While women in top-level university positions are still largely outnumbered by men in the UK, the latest research concludes that they’ve gained a significant amount of ground over the past two years. Let’s take a closer at the numbers according to a report released earlier this month, along with ongoing diversity issues aimed at achieving gender equality once and for all.

A Look at the Numbers

WomenCount: Leaders in Higher Education 2016 reveals a positive trend related to women in high-level roles in academic between 2013 and 2015. How much so? Women increased their representation in key leadership roles from 32 percent to 36 percent over the same period of time.

Furthermore, one-third of all vice-chancellors hired during this same two-year period were women meaning that 22 percent of the UK’s higher education institutions are now women-led.

Looking to the Future

The key takeaway, according to the report? The current state of gender equality within UK universities can be described as “‘gradual and determined progress but still some way to go.”

Writes WomenCount author Norma Jarboe, “Having a third of all top appointments going to women could be better, but it is moving in the right direction.”
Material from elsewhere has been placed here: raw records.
//! # sitesync
//!
//! CLI tool for inspecting sitesync state and records.
//!
//! ## Commands
//!
//! - `status`: Show persisted sync identity and watermark
//! - `config`: Validate and print engine configuration
//! - `build`: Dry-run mutations against a snapshot and print the messages
//! - `reset`: Forget persisted sync state
//!
//! ## Example
//!
//! ```bash
//! # Show stored identity
//! sitesync status
//!
//! # Check a config file
//! sitesync config --file sitesync.toml
//!
//! # What would adding site 3 send?
//! sitesync build --state snapshot.json --device-id 0a0b0c '{"type":"addSite","index":3}'
//! ```

use anyhow::{Context, Result};
use clap::{Parser, Subcommand};
use std::path::PathBuf;
use tracing_subscriber::{layer::SubscriberExt, util::SubscriberInitExt, EnvFilter};

mod commands;

use commands::{build, config, reset, status};

/// CLI tool for inspecting sitesync state and records.
#[derive(Parser, Debug)]
#[command(name = "sitesync")]
#[command(version, about, long_about = None)]
struct Cli {
    /// Data directory holding persisted sync state
    #[arg(long, global = true)]
    data_dir: Option<PathBuf>,

    #[command(subcommand)]
    command: Commands,
}

#[derive(Subcommand, Debug)]
enum Commands {
    /// Show persisted sync identity and watermark
    Status,

    /// Validate and print engine configuration
    Config {
        /// Config file (default: sitesync.toml in the data directory)
        #[arg(long, short)]
        file: Option<PathBuf>,
    },

    /// Dry-run mutations against a local-state snapshot
    Build {
        /// JSON snapshot of local state
        #[arg(long, short)]
        state: PathBuf,

        /// Device id as hex (default: the persisted one)
        #[arg(long)]
        device_id: Option<String>,

        /// Treat start-up as a first run and include the backfill
        #[arg(long)]
        first_run: bool,

        /// Mutation events as JSON
        mutations: Vec<String>,
    },

    /// Forget persisted sync state
    Reset {
        /// Confirm the reset
        #[arg(long)]
        yes: bool,
    },
}

#[tokio::main]
async fn main() -> Result<()> {
    tracing_subscriber::registry()
        .with(EnvFilter::try_from_default_env().unwrap_or_else(|_| EnvFilter::new("info")))
        .with(tracing_subscriber::fmt::layer().with_writer(std::io::stderr))
        .init();

    let cli = Cli::parse();

    // Determine data directory
    let data_dir = match cli.data_dir {
        Some(dir) => dir,
        None => default_data_dir()?,
    };

    // Ensure data directory exists
    tokio::fs::create_dir_all(&data_dir)
        .await
        .context("Failed to create data directory")?;

    match cli.command {
        Commands::Status => {
            status::run(&data_dir).await?;
        }
        Commands::Config { file } => {
            let path = file.unwrap_or_else(|| data_dir.join(config::CONFIG_FILE));
            config::run(&path)?;
        }
        Commands::Build {
            state,
            device_id,
            first_run,
            mutations,
        } => {
            let options = build::BuildOptions {
                state,
                device_id,
                first_run,
                mutations,
                config: data_dir.join(config::CONFIG_FILE),
            };
            build::run(&data_dir, &options).await?;
        }
        Commands::Reset { yes } => {
            if !yes {
                anyhow::bail!("Refusing to reset without --yes");
            }
            reset::run(&data_dir).await?;
        }
    }

    Ok(())
}

/// Get the default data directory for sitesync.
fn default_data_dir() -> Result<PathBuf> {
    let dirs = directories::ProjectDirs::from("org", "sitesync", "sitesync")
        .context("Could not determine home directory")?;
    Ok(dirs.data_dir().to_path_buf())
}
//! # sync-types
//!
//! Wire format types for the sitesync browser state sync protocol.
//!
//! This crate provides the foundational types used across all sitesync crates:
//! - [`ObjectId`], [`DeviceId`], [`Seed`], [`Watermark`] - Identity and ordering types
//! - [`Category`], [`ServerCategory`] - Sync domains
//! - [`SyncRecord`] - Create/update/delete of one synced object
//! - [`ChannelMessage`] - Messages exchanged with the sync backend
//! - [`TransportValue`] - Binary-free values for the channel edge
//! - [`SyncError`] - Error types

#![warn(missing_docs)]
#![warn(clippy::all)]

mod category;
mod error;
mod ids;
mod messages;
mod record;
mod transport;

pub use category::{Category, ServerCategory};
pub use error::SyncError;
pub use ids::{DeviceId, ObjectId, Seed, Watermark, OBJECT_ID_LEN, SEED_LEN};
pub use messages::{
    ChannelMessage, DeleteCategory, FetchRecords, GetExistingObjects, GotInitData, InitConfig,
    Ready, ResolvePair, ResolveRecords, ResolvedRecords, SaveInitData, SendRecords, SyncNotice,
};
pub use record::{
    BookmarkPayload, DevicePayload, RecordAction, RecordPayload, SiteFields, SiteSettingPayload,
    SyncRecord,
};
pub use transport::{make_transport_safe, TransportValue};
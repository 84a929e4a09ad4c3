//! CLI command implementations.

pub mod build;
pub mod config;
pub mod reset;
pub mod status;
Citing a framework for nurturing continued growth in this sphere already in place and supported by universities, funders and other stakeholders, the report further proposes an ambitious target goal: a representation of men or women between 40 percent and 60 percent by 2020. 

And while it’s easy to accept the imperative toward equality on the premise of fairness alone, the report points out that other issues are at stake, as well: “Not only is this about harnessing the best talent for these influential roles, it is an issue of primary importance due to the very nature and purpose of a university that depends on diversity in order to flourish.”